Nos conocimos en la esquina de Callao y Corrientes. Nos presentó un querido amigo en común: Alfredo Leuco, que también había sido militante del Partido Comunista. Jorge venía de una revista partidaria, y todos juntos comenzamos en pocos meses una aventura en el diario El Cronista. Pero nuestra profunda amistad se inició de inmediato, y a lo largo de estos casi treinta años, prácticamente no hemos dejado de hablar a razón de hasta cuatro o cinco veces por semana. Sentí enorme empatía con aquel descastado que, como yo, iniciaba un camino sin retorno. Un excomunista y un ex peronista mantienen durante tres décadas una conversación casi diaria. Y esa conversación es ideológica, política, filosófica, psicológica y humana. Tratan de explicarse mutuamente los grandes camelos y malentendidos de sus antiguas creencias, y de cuestionar los relatos del presente y de curarse las heridas. A veces le ladran a la luna. A esa tertulia intensa debo gran parte de mi obra ensayística: Sigal lee mis artículos y los discute conmigo desde el principio de los tiempos. Y yo hago lo propio con sus excelentes columnas.

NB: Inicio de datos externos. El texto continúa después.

use anyhow::Context;
use insarcore::dataset::aligned_path;
use insarcore::prelude::{
    AnalysisConfig, DEFAULT_INSAR_RADIUS_METERS, DEFAULT_MIN_TEMPORAL_COHERENCE,
};
use serde::{Deserialize, Serialize};
use std::fs;
use std::path::{Path, PathBuf};

#[derive(Clone, Debug, Serialize, Deserialize)]
#[serde(default)]
pub struct WorkflowConfig {
    /// Base directory; relative paths below are resolved against it.
    pub data_directory: PathBuf,
    pub stations_file: PathBuf,
    pub insar_file: PathBuf,
    pub parameters_file: PathBuf,
    pub plots_directory: PathBuf,
    pub log_file: Option<PathBuf>,
    /// TrueType font used for plot text; common system fonts are tried otherwise.
    pub font_file: Option<PathBuf>,
    pub min_temporal_coherence: f64,
    pub insar_radius_meters: u32,
    /// Render the regional and per-station velocity maps.
    pub render_maps: bool,
}

impl Default for WorkflowConfig {
    fn default() -> Self {
        Self {
            data_directory: PathBuf::from("."),
            stations_file: PathBuf::from("stations_list"),
            insar_file: PathBuf::from("insar.csv"),
            parameters_file: PathBuf::from("parameters.csv"),
            plots_directory: PathBuf::from("plots"),
            log_file: Some(PathBuf::from("workflow.log")),
            font_file: None,
            min_temporal_coherence: DEFAULT_MIN_TEMPORAL_COHERENCE,
            insar_radius_meters: DEFAULT_INSAR_RADIUS_METERS,
            render_maps: true,
        }
    }
}

/// Command-line values that take precedence over the YAML file.
#[derive(Clone, Debug, Default)]
pub struct ConfigOverrides {
    pub data_directory: Option<PathBuf>,
    pub stations_file: Option<PathBuf>,
    pub insar_file: Option<PathBuf>,
    pub min_temporal_coherence: Option<f64>,
    pub insar_radius_meters: Option<u32>,
    pub skip_maps: bool,
}

impl WorkflowConfig {
    pub fn load<P: AsRef<Path>>(path: P) -> anyhow::Result<Self> {
        let path_ref = path.as_ref();
        let contents = fs::read_to_string(path_ref)
            .with_context(|| format!("reading workflow config {}", path_ref.display()))?;
        let config: WorkflowConfig = serde_yaml::from_str(&contents)
            .with_context(|| format!("parsing workflow config {}", path_ref.display()))?;
        Ok(config)
    }

    pub fn with_overrides(mut self, overrides: &ConfigOverrides) -> Self {
        if let Some(dir) = &overrides.data_directory {
            self.data_directory = dir.clone();
        }
        if let Some(file) = &overrides.stations_file {
            self.stations_file = file.clone();
        }
        if let Some(file) = &overrides.insar_file {
            self.insar_file = file.clone();
        }
        if let Some(coherence) = overrides.min_temporal_coherence {
            self.min_temporal_coherence = coherence;
        }
        if let Some(radius) = overrides.insar_radius_meters {
            self.insar_radius_meters = radius;
        }
        if overrides.skip_maps {
            self.render_maps = false;
        }
        self
    }

    pub fn to_analysis_config(&self) -> AnalysisConfig {
        AnalysisConfig {
            min_temporal_coherence: self.min_temporal_coherence,
            insar_radius_meters: self.insar_radius_meters,
        }
    }

    fn resolve(&self, path: &Path) -> PathBuf {
        if path.is_absolute() {
            path.to_path_buf()
        } else {
            self.data_directory.join(path)
        }
    }

    pub fn stations_path(&self) -> PathBuf {
        self.resolve(&self.stations_file)
    }

    pub fn insar_path(&self) -> PathBuf {
        self.resolve(&self.insar_file)
    }

    pub fn aligned_insar_path(&self) -> PathBuf {
        aligned_path(&self.insar_path())
    }

    pub fn parameters_path(&self) -> PathBuf {
        self.resolve(&self.parameters_file)
    }

    pub fn plots_path(&self) -> PathBuf {
        self.resolve(&self.plots_directory)
    }

    pub fn log_path(&self) -> Option<PathBuf> {
        self.log_file.as_deref().map(|p| self.resolve(p))
    }
}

Siempre fue un lector sutil, analítico, ecléctico y voraz. Y siempre me pareció que llevaba adentro una gran novela. Lo insté día y noche para que la escribiera, y lo asistí literariamente en ese viaje increíble que fue “El día que maté a mi padre”. Se trata de un texto extraño, pero también de un híbrido típicamente argentino: mezcla de autobiografía ficcional, testimonio de época, novela teatral y manifiesto político. Un pequeño gran libro, lleno de revelaciones emocionales, que tuvo lectores extraordinarios y objetores sectarios y rencorosos. Hoy, cuando el setenta por ciento del comunismo argento se metió alegremente dentro del kirchnerismo sin haber hecho una autocrítica honesta, es una obra que debe ser releída, porque significa algo nuevo. Su lectura también resulta una vacuna contra el virus redivivo del fanatismo, que regresa una vez más a este mundo imprevisible y aterrador. Marguerite Yourcenar decía que el enemigo del fanatismo era el sentido común, y que pocas veces éste último lograba ganar la batalla. El día que maté a mi padre es una parte de esa batalla incesante. Una puesta en escena de la negación y también del coraje de vivir con los ojos bien abiertos.